I hadn’t noticed until recently that Icarus also sells a couple of their other ebook readers on Amazon. There’s an 8-inch model and a 6-model, both of which are basic models without touchscreens or frontlights.
The 8-inch Icarus ereader is currently out-of-stock. It was available a couple of days ago, but I can’t remember the price. I think it was in the $180 range . . . I’m not sure. This model has a 1024 x 768 resolution screen, Wi-Fi, 4GB of internal memory, a microSD card slot, and 2800 mAh battery capable of up to 8000 page refreshes.
The 6-inch Icarus Essence is more affordable at $89.95, plus $4.91 for shipping. There are also bundle packages that come with covers for $94.95-$110.95. The device has a 800 x 600 resolution screen, 4GB of internal memory, a microSD card slot, and 1500 mAh battery capable of up to 6000 page refreshes. This model does not have Wi-Fi.
Lacking touchscreens, both devices have a number of physical buttons. They support Adobe DRM and ePub, PDF, and TXT documents. Both can switch between portrait and landscape mode for reading, and both have the usual book-reading features like search, TOC, and bookmarks.
The larger model has some advantages with Wi-Fi and the ability to add custom fonts.

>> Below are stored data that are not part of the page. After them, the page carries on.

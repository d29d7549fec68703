//! Pomo Clock - A Pomodoro countdown timer served over a local HTTP interface
//! 
//! This library provides the timer state machine, the engine task that owns
//! it and ticks it once per second, and the HTTP API that forwards user
//! intents to the engine.

pub mod api;
pub mod config;
pub mod error;
pub mod state;
pub mod tasks;
pub mod utils;

// Re-export commonly used types
pub use api::create_router;
pub use config::Config;
pub use error::{EditError, EngineError};
pub use state::{AppState, Intent, ModeCatalogue, ModeKey, TimerState};
pub use tasks::{EngineHandle, TimerEngine};
pub use utils::signals::shutdown_signal;
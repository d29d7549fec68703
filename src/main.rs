//! Pomo Clock - A Pomodoro countdown timer served over a local HTTP interface
//! 
//! This is the main entry point for the pomo-clock application.

use std::sync::Arc;
use tokio::net::TcpListener;
use tracing::info;

use pomo_clock::{
    api::create_router,
    config::Config,
    state::{format_clock, AppState},
    tasks::TimerEngine,
    utils::shutdown_signal,
};

#[tokio::main]
async fn main() -> anyhow::Result<()> {
    let config = Config::parse();

    // Initialize tracing with appropriate log level
    tracing_subscriber::fmt()
        .with_env_filter(format!("pomo_clock={},tower_http=info", config.log_level()))
        .init();

    info!("Starting pomo-clock server v{}", env!("CARGO_PKG_VERSION"));
    info!("Configuration: host={}, port={}, mode={}",
          config.host, config.port, config.mode);

    let catalogue = Arc::new(config.catalogue());
    for mode in catalogue.iter() {
        info!("  {:<12} {} ({})", mode.label, format_clock(mode.duration_seconds()), mode.accent_color);
    }

    // Start the timer engine task
    let engine = TimerEngine::spawn(catalogue, config.mode);

    // Create application state and HTTP router
    let state = Arc::new(AppState::new(engine, config.port, config.host.clone()));
    let app = create_router(state);

    // Bind to the specified address
    let addr = config.address();
    let listener = TcpListener::bind(&addr).await?;

    info!("Server running on http://{}", addr);
    info!("Endpoints:");
    info!("  POST /mode/:mode - Select pomodoro, shortBreak or longBreak");
    info!("  POST /toggle     - Start or stop the countdown");
    info!("  POST /reset      - Restore the active mode's duration");
    info!("  POST /increment  - Add seconds ({{\"seconds\": 60}})");
    info!("  POST /edit       - Set the time while stopped ({{\"value\": \"5:30\"}})");
    info!("  GET  /status     - Current timer and server status");
    info!("  GET  /modes      - Mode presets");
    info!("  GET  /events     - Server-sent timer snapshots");
    info!("  GET  /health     - Health check");

    // Setup graceful shutdown
    let server = axum::serve(listener, app);

    tokio::select! {
        result = server => {
            if let Err(e) = result {
                tracing::error!("Server error: {}", e);
            }
        }
        _ = shutdown_signal() => {
            info!("Shutdown signal received");
        }
    }

    info!("Server shutdown complete");
    Ok(())
}
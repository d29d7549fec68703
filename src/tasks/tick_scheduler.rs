//! One-second tick deadline owned by the engine loop

use std::{future, time::Duration};
use tokio::time::{sleep_until, Instant};

use crate::state::TimerState;

/// Interval between ticks while the timer runs
pub const TICK_PERIOD: Duration = Duration::from_secs(1);

/// Holds at most one armed tick deadline.
///
/// The period restarts whenever the running flag or the remaining time
/// changes, and the deadline is dropped as soon as the state stops
/// qualifying for ticks. `sync` measures the new period from the `now` it is
/// given: intents pass the current time, so an increment or edit pushes the
/// next tick a full second out, while ticks pass the deadline that fired so
/// the countdown does not drift.
#[derive(Debug)]
pub struct TickScheduler {
    period: Duration,
    deadline: Option<Instant>,
}

impl TickScheduler {
    pub fn new(period: Duration) -> Self {
        Self {
            period,
            deadline: None,
        }
    }

    pub fn is_armed(&self) -> bool {
        self.deadline.is_some()
    }

    pub fn deadline(&self) -> Option<Instant> {
        self.deadline
    }

    pub fn cancel(&mut self) {
        self.deadline = None;
    }

    /// Re-evaluate the deadline after a transition from `before` to `after`
    pub fn sync(&mut self, before: &TimerState, after: &TimerState, now: Instant) {
        if !after.should_tick() {
            self.cancel();
            return;
        }

        let changed = !before.is_running || before.remaining_seconds != after.remaining_seconds;

        if changed || self.deadline.is_none() {
            self.deadline = Some(now + self.period);
        }
    }

    /// Resolves when the armed deadline passes; never resolves while disarmed
    pub async fn expired(&self) {
        match self.deadline {
            Some(deadline) => sleep_until(deadline).await,
            None => future::pending::<()>().await,
        }
    }
}

impl Default for TickScheduler {
    fn default() -> Self {
        Self::new(TICK_PERIOD)
    }
}

#[cfg(test)]
mod tests {
    use super::*;
    use crate::state::ModeKey;

    fn state(remaining_seconds: i64, is_running: bool) -> TimerState {
        TimerState {
            active_mode: ModeKey::Pomodoro,
            remaining_seconds,
            is_running,
        }
    }

    #[test]
    fn arms_when_entering_running() {
        let mut scheduler = TickScheduler::default();
        let now = Instant::now();

        scheduler.sync(&state(60, false), &state(60, true), now);
        assert_eq!(scheduler.deadline(), Some(now + TICK_PERIOD));
    }

    #[test]
    fn stays_disarmed_when_running_without_time() {
        let mut scheduler = TickScheduler::default();
        scheduler.sync(&state(0, false), &state(0, true), Instant::now());
        assert!(!scheduler.is_armed());

        scheduler.sync(&state(-5, false), &state(-5, true), Instant::now());
        assert!(!scheduler.is_armed());
    }

    #[test]
    fn cancels_when_stopping() {
        let mut scheduler = TickScheduler::default();
        scheduler.sync(&state(60, false), &state(60, true), Instant::now());
        scheduler.sync(&state(60, true), &state(60, false), Instant::now());
        assert!(!scheduler.is_armed());
    }

    #[test]
    fn restarts_period_when_remaining_changes() {
        let mut scheduler = TickScheduler::default();
        let start = Instant::now();
        scheduler.sync(&state(60, false), &state(60, true), start);

        let later = start + Duration::from_millis(700);
        scheduler.sync(&state(60, true), &state(90, true), later);
        assert_eq!(scheduler.deadline(), Some(later + TICK_PERIOD));
    }

    #[test]
    fn keeps_deadline_when_nothing_relevant_changed() {
        let mut scheduler = TickScheduler::default();
        let start = Instant::now();
        scheduler.sync(&state(60, false), &state(60, true), start);

        let later = start + Duration::from_millis(400);
        scheduler.sync(&state(60, true), &state(60, true), later);
        assert_eq!(scheduler.deadline(), Some(start + TICK_PERIOD));
    }

    #[test]
    fn tick_anchored_sync_keeps_cadence() {
        let mut scheduler = TickScheduler::default();
        let start = Instant::now();
        scheduler.sync(&state(60, false), &state(60, true), start);

        let fired = start + TICK_PERIOD;
        scheduler.sync(&state(60, true), &state(59, true), fired);
        assert_eq!(scheduler.deadline(), Some(start + TICK_PERIOD * 2));
    }

    #[test]
    fn cancels_when_reaching_zero() {
        let mut scheduler = TickScheduler::default();
        scheduler.sync(&state(1, false), &state(1, true), Instant::now());
        scheduler.sync(&state(1, true), &state(0, true), Instant::now());
        assert!(!scheduler.is_armed());
    }
}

There are more page layout options too.
Unfortunately neither have the much more advanced software of the Icarus Excel, but one interesting detail to note is it appears they might use the alternate e-paper screens that come from E Ink’s competitors (on the Icarus website there’s no mention of E Ink for those two models, but they clearly label the Excel as using E Ink Pearl).
These ereaders have been around for awhile and don’t have any flashy new features, but at least they prove that there’s still a few alternative ebook readers to be had in the US, not just Kindle, Kobo, and Nook.